I agree... well established hives, sitting in the sun does seem the best way to contain the SHB.


----------



## Nabber86 (Apr 15, 2009)

Does anyone know if there are there a lot of SHBs in Kansas? Seems like most of you with problems are located in the south.


----------



## NasalSponge (Jul 22, 2008)

I know we have them in Oklahoma, not like in the SE but they are here.


----------



## JRH (Dec 30, 2010)

rgould said:


> I used them last year with some success.


What part of the hive did you put them in? Thanks.


----------



## Scrapfe (Jul 25, 2008)

rgould said:


> ... I had 2 hives with screened inner covers and 2 hives with solid inner covers and the SHB were not nearly as bad in the hives with the screened inner covers...


I made some homemade "feeder" screens using large mesh screen my first year and set an empity super over them. They just gave SHBs a place to escape the wrath of the bees and sit in safety and comfort while the SHB made rude hand jesters at my girls. inch:

Migratory lids or T lids and small mesh screened inner covers force SHB to live with the wrath of the bees or find somewhere else to live. From the SHB-bee interactions that I've seen, I suspect bees hate SHBs more that USCBeeMan hates them!

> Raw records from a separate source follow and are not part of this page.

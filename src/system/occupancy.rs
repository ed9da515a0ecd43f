//! Occupancy decision
//!
//! A spot is occupied when the ultrasonic sensor sees something closer than
//! `OCCUPIED_THRESHOLD_CM`. The comparison is strict and has no hysteresis, so
//! a car parked right at the threshold may flip the state from one sample to
//! the next.
//!
//! The IR sensor is read alongside every sample and reported to the dashboard,
//! but it does not take part in the decision.

use embedded_hal::digital::InputPin;

/// Distance below which the spot counts as occupied (tune to the mounting height)
pub const OCCUPIED_THRESHOLD_CM: f32 = 25.0;

/// Decides occupancy from one distance reading
pub fn evaluate_occupancy(distance_cm: f32) -> bool {
    distance_cm < OCCUPIED_THRESHOLD_CM
}

/// Output of the digital IR obstacle sensor
///
/// The sensor pulls its output low when it sees an object; the input pin is
/// pulled up, so an idle line reads high.
#[derive(Debug, Clone, Copy, PartialEq, Eq)]
#[cfg_attr(feature = "defmt", derive(defmt::Format))]
pub enum IrStatus {
    /// Line low, something in front of the sensor
    Detected,
    /// Line high, nothing seen
    Clear,
}

impl IrStatus {
    /// Maps a pin level to a status (active low)
    pub fn from_level(is_high: bool) -> Self {
        if is_high {
            IrStatus::Clear
        } else {
            IrStatus::Detected
        }
    }

    /// Raw pin level as reported on the wire (0 = detected, 1 = clear)
    pub fn raw(self) -> u8 {
        match self {
            IrStatus::Detected => 0,
            IrStatus::Clear => 1,
        }
    }
}

/// Reads the IR sensor
///
/// A pin that cannot be read is reported at its pulled-up idle level.
pub fn read_ir<P: InputPin>(pin: &mut P) -> IrStatus {
    IrStatus::from_level(pin.is_high().unwrap_or(true))
}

Now if someone made ittisy bittsy hive tools the bees could use to squash SHB there would be no SHB problems.


----------



## Russ (Sep 9, 2001)

Man, I didn't realize how many of you guys have the SHB in their hives. Looks like I opened up a can of WORMS but the exchange is good. Lots of good information from all you guys. Maybe we can learn what works and what doesn't from all the other fellows experiences. The Cyrpuss mulch sounds interesting, has anyone else tried it and what was your results. Thanks for everyone sharing. Dale


----------



## sqkcrk (Dec 10, 2005)

Russ said:


> What is the best way to treat for them?

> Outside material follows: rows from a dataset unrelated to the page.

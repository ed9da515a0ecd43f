//! HTTP request layer
//!
//! Turns a raw request into a [`Route`] and a route into a [`Response`]. The
//! socket handling lives in the firmware; everything here works on byte
//! slices and strings so it can be tested on the host.
//!
//! # Endpoints
//! - `/`: dashboard page
//! - `/status`: fresh sample as JSON
//! - `/gate?action=open|close`: drives the barrier, 400 for anything else
//!
//! Only the request line is looked at. The method is not checked, every
//! endpoint answers any method.

use core::fmt::Write;

use embedded_hal::digital::InputPin;
use embedded_hal_async::delay::DelayNs;
use heapless::String;

use crate::system::{
    distance::EchoSensor,
    gate::{GateAction, Servo},
    monitor::{ParkingMonitor, StatusReport},
};

/// TCP port the dashboard is served on
pub const HTTP_PORT: u16 = 80;

/// Room for the status JSON (longest body is ~100 bytes)
pub const JSON_CAPACITY: usize = 128;

/// Room for the status line and headers
pub const HEAD_CAPACITY: usize = 128;

const DASHBOARD_HTML: &str = include_str!("dashboard.html");

const INVALID_ACTION: &str = "Invalid action. Use /gate?action=open or /gate?action=close";

/// Requested endpoint
#[derive(Debug, Clone, Copy, PartialEq, Eq)]
#[cfg_attr(feature = "defmt", derive(defmt::Format))]
pub enum Route {
    Dashboard,
    Status,
    /// `None` when the action argument is missing or unknown
    Gate(Option<GateAction>),
    NotFound,
}

/// Why a request could not be routed
#[derive(Debug, Clone, Copy, PartialEq, Eq)]
#[cfg_attr(feature = "defmt", derive(defmt::Format))]
pub enum RequestError {
    /// No complete request line in the buffer
    Incomplete,
    /// Request line is not `METHOD TARGET HTTP/x`
    Malformed,
}

/// Routes a request from its request line
pub fn parse_request(raw: &[u8]) -> Result<Route, RequestError> {
    let line_end = raw
        .windows(2)
        .position(|pair| pair == b"\r\n")
        .ok_or(RequestError::Incomplete)?;
    let line = core::str::from_utf8(&raw[..line_end]).map_err(|_| RequestError::Malformed)?;

    let mut parts = line.split(' ');
    let (Some(method), Some(target), Some(version), None) =
        (parts.next(), parts.next(), parts.next(), parts.next())
    else {
        return Err(RequestError::Malformed);
    };
    if method.is_empty() || !target.starts_with('/') || !version.starts_with("HTTP/") {
        return Err(RequestError::Malformed);
    }

    let (path, query) = target.split_once('?').unwrap_or((target, ""));
    let route = match path {
        "/" => Route::Dashboard,
        "/status" => Route::Status,
        "/gate" => Route::Gate(query_param(query, "action").and_then(GateAction::parse)),
        _ => Route::NotFound,
    };
    Ok(route)
}

/// First value of `name` in a query string
fn query_param<'a>(query: &'a str, name: &str) -> Option<&'a str> {
    query.split('&').find_map(|pair| {
        let (key, value) = pair.split_once('=').unwrap_or((pair, ""));
        (key == name).then_some(value)
    })
}

#[derive(Debug, Clone, Copy, PartialEq, Eq)]
#[cfg_attr(feature = "defmt", derive(defmt::Format))]
pub enum StatusCode {
    Ok,
    BadRequest,
    NotFound,
}

impl StatusCode {
    pub fn code(self) -> u16 {
        match self {
            StatusCode::Ok => 200,
            StatusCode::BadRequest => 400,
            StatusCode::NotFound => 404,
        }
    }

    pub fn reason(self) -> &'static str {
        match self {
            StatusCode::Ok => "OK",
            StatusCode::BadRequest => "Bad Request",
            StatusCode::NotFound => "Not Found",
        }
    }
}

#[derive(Debug, Clone, PartialEq, Eq)]
pub enum Body {
    Static(&'static str),
    Json(String<JSON_CAPACITY>),
}

impl Body {
    pub fn as_str(&self) -> &str {
        match self {
            Body::Static(text) => text,
            Body::Json(json) => json.as_str(),
        }
    }
}

#[derive(Debug, Clone, PartialEq, Eq)]
pub struct Response {
    pub status: StatusCode,
    pub content_type: &'static str,
    pub body: Body,
}

impl Response {
    fn text(status: StatusCode, text: &'static str) -> Self {
        Self {
            status,
            content_type: "text/plain",
            body: Body::Static(text),
        }
    }

    /// Answer for a request that could not be routed
    pub fn rejected(_error: RequestError) -> Self {
        Self::text(StatusCode::BadRequest, "Bad request")
    }

    /// Status line and headers, including the blank line
    pub fn head(&self) -> String<HEAD_CAPACITY> {
        let mut head = String::new();
        // fits: longest content type plus a five digit length stays under 110 bytes
        let _ = write!(
            head,
            "HTTP/1.1 {} {}\r\nContent-Type: {}\r\nContent-Length: {}\r\nConnection: close\r\n\r\n",
            self.status.code(),
            self.status.reason(),
            self.content_type,
            self.body.as_str().len()
        );
        head
    }
}

/// Renders the status JSON, distance with two decimals
pub fn status_json(report: &StatusReport) -> String<JSON_CAPACITY> {
    let mut json = String::new();
    let _ = write!(
        json,
        "{{\"is_occupied\":{},\"distance_cm\":{:.2},\"ir_status\":{},\"is_gate_open\":{},\"current_angle\":{}}}",
        report.is_occupied,
        report.distance_cm,
        report.ir_status.raw(),
        report.is_gate_open,
        report.current_angle
    );
    json
}

/// Serves one routed request against the monitor
pub async fn respond<E, I, S, D>(monitor: &mut ParkingMonitor<E, I, S, D>, route: Route) -> Response
where
    E: EchoSensor,
    I: InputPin,
    S: Servo,
    D: DelayNs,
{
    match route {
        Route::Dashboard => Response {
            status: StatusCode::Ok,
            content_type: "text/html",
            body: Body::Static(DASHBOARD_HTML),
        },
        Route::Status => {
            let report = monitor.status().await;
            Response {
                status: StatusCode::Ok,
                content_type: "application/json",
                body: Body::Json(status_json(&report)),
            }
        }
        Route::Gate(Some(GateAction::Open)) => {
            monitor.open_gate().await;
            Response::text(StatusCode::Ok, "Gate opened.")
        }
        Route::Gate(Some(GateAction::Close)) => {
            monitor.close_gate().await;
            Response::text(StatusCode::Ok, "Gate closed.")
        }
        Route::Gate(None) => {
            warn!("rejected gate command without a valid action");
            Response::text(StatusCode::BadRequest, INVALID_ACTION)
        }
        Route::NotFound => Response::text(StatusCode::NotFound, "Not found"),
    }
}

The best way to treat for them is thru good hive managment, keeping strong colonies in your hives. A strong/healthy colony can manage a certain level of SHBs. When they get ahead of the bees, then you have to resort to control methods. But your first job in addressing the problem should be why are they a problem? And then go from there.

Others w/ more experience of SHBs being a problem will and can tell you about the control methods and mediums. Best of beekeeping luck.


----------



## JRH (Dec 30, 2010)

sqkcrk said:


> When they get ahead of the bees, then you have to resort to control methods.

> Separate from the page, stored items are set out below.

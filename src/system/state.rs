//! System State
//!
//! The parking monitor's runtime record:
//! - Gate position (commanded, not observed)
//! - Spot occupancy from the last evaluation
//! - Timestamp of the last periodic sample
//!
//! The record is owned by the parking monitor. The sampler writes occupancy
//! and the timestamp, the gate actuator writes the position, the request layer
//! only reads.
//!
//! # Invariants
//! The gate is stored as a two-valued position, so `is_gate_open()` and
//! `current_angle()` cannot disagree and the angle is always either
//! `OPEN_ANGLE` or `CLOSED_ANGLE`.

use crate::system::gate::GatePosition;

/// Parking monitor state
///
/// Initialized to:
/// - Gate closed
/// - Spot free
/// - No sample taken yet (timestamp 0)
#[derive(Debug, Clone, PartialEq)]
#[cfg_attr(feature = "defmt", derive(defmt::Format))]
pub struct SystemState {
    /// Last commanded gate position
    gate: GatePosition,
    /// Occupancy decision of the last sample
    /// - true: something closer than the threshold
    /// - false: spot free, or nothing sampled yet
    spot_occupied: bool,
    /// Uptime in ms of the last periodic sample, gates the sampling cadence
    last_sample_ms: u64,
}

impl SystemState {
    pub const fn new() -> Self {
        Self {
            gate: GatePosition::Closed,
            spot_occupied: false,
            last_sample_ms: 0,
        }
    }

    pub fn gate(&self) -> GatePosition {
        self.gate
    }

    /// True iff the gate was last commanded open
    pub fn is_gate_open(&self) -> bool {
        self.gate.is_open()
    }

    /// Last angle commanded to the servo
    pub fn current_angle(&self) -> u16 {
        self.gate.angle()
    }

    pub fn is_spot_occupied(&self) -> bool {
        self.spot_occupied
    }

    pub fn last_sample_ms(&self) -> u64 {
        self.last_sample_ms
    }

    /// Only the gate actuator records positions
    pub(crate) fn set_gate(&mut self, position: GatePosition) {
        self.gate = position;
    }

    pub(crate) fn set_spot_occupied(&mut self, occupied: bool) {
        self.spot_occupied = occupied;
    }

    pub(crate) fn set_last_sample_ms(&mut self, now_ms: u64) {
        self.last_sample_ms = now_ms;
    }
}

impl Default for SystemState {
    fn default() -> Self {
        Self::new()
    }
}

Wouldn't it make more sense to use the control measures before "they get ahead of the bees?"

Am curious to hear whether anyone has used the Fatbeeman's traps and technique (see the youtube video) and found that it did not work.


----------



## sqkcrk (Dec 10, 2005)

Well, it would, I guess. But to tell you when that is is too subjective and if pesticides are necassary I don't advocate propholactic use of them. Tho I guess oil bath traps are not really a problem that I know of pesticidewise.


----------



## scdw43 (Aug 14, 2008)

If you have enough bees to cover the drawn combs in the hive they are not a problem. Don't start a nuc with 2 frames of bees and ten frames of drawn comb. Start a nuc with 2 frames of brood and bees and a frame of feed. Fill out the box with foundation. If you use a ripe cell or a mated queen the population of bees will stay enough to keep the SHB's at bay until the queen starts lying. SHB are not a problem until the weather gets hot. The hotter it gets the more careful you have to be.


----------



## Scrapfe (Jul 25, 2008)

JRH said:


> Wouldn't it make more sense to use the control measures before "they get ahead of the bees?"...


I don't know that any kind of control measures are best since all traps, even those using a chemical pesticide, employ some type of bait or lure to first draw in, or ensnare the SHB before killing them. The question is, “are we attracting more SHB than we kill or do we kill more SHB than we attract?” If the latter is true would not SHB soon be on the EPA’s Endangered Species List? 

IMHO, at the end of the day, beetle resistant bees coupled with changes in bee husbandry (like those recommended by T.K. from Alabama) will be more important than "control" measures. For instance, it seems to me a weak nuc or late split plays to the SHB strength. It may even come down to things like nixing kitchen and home garden compost heaps. It seems SHB will abandon several strong hives in order to gang up on a single weak one. SHB are only interested in using a hive as a nursery, and to do this the SHB need to idenify the weak hive before ganging up to overpower the bees.


----------



## Davebcrzy (Mar 12, 2011)

Last summer I had 6 hives. I have four of them on a reclaimed gravel pit. The ground is hard and filled with rocks. While I have some shb in those hives I have never had to treat them with anything. However, the other hives are a different story. The ground under these hives is soft. These hives I have to really watch.


----------



## Scrapfe (Jul 25, 2008)

Davebcrzy said:


> ... The ground under these hives is soft. These hives I have to really watch.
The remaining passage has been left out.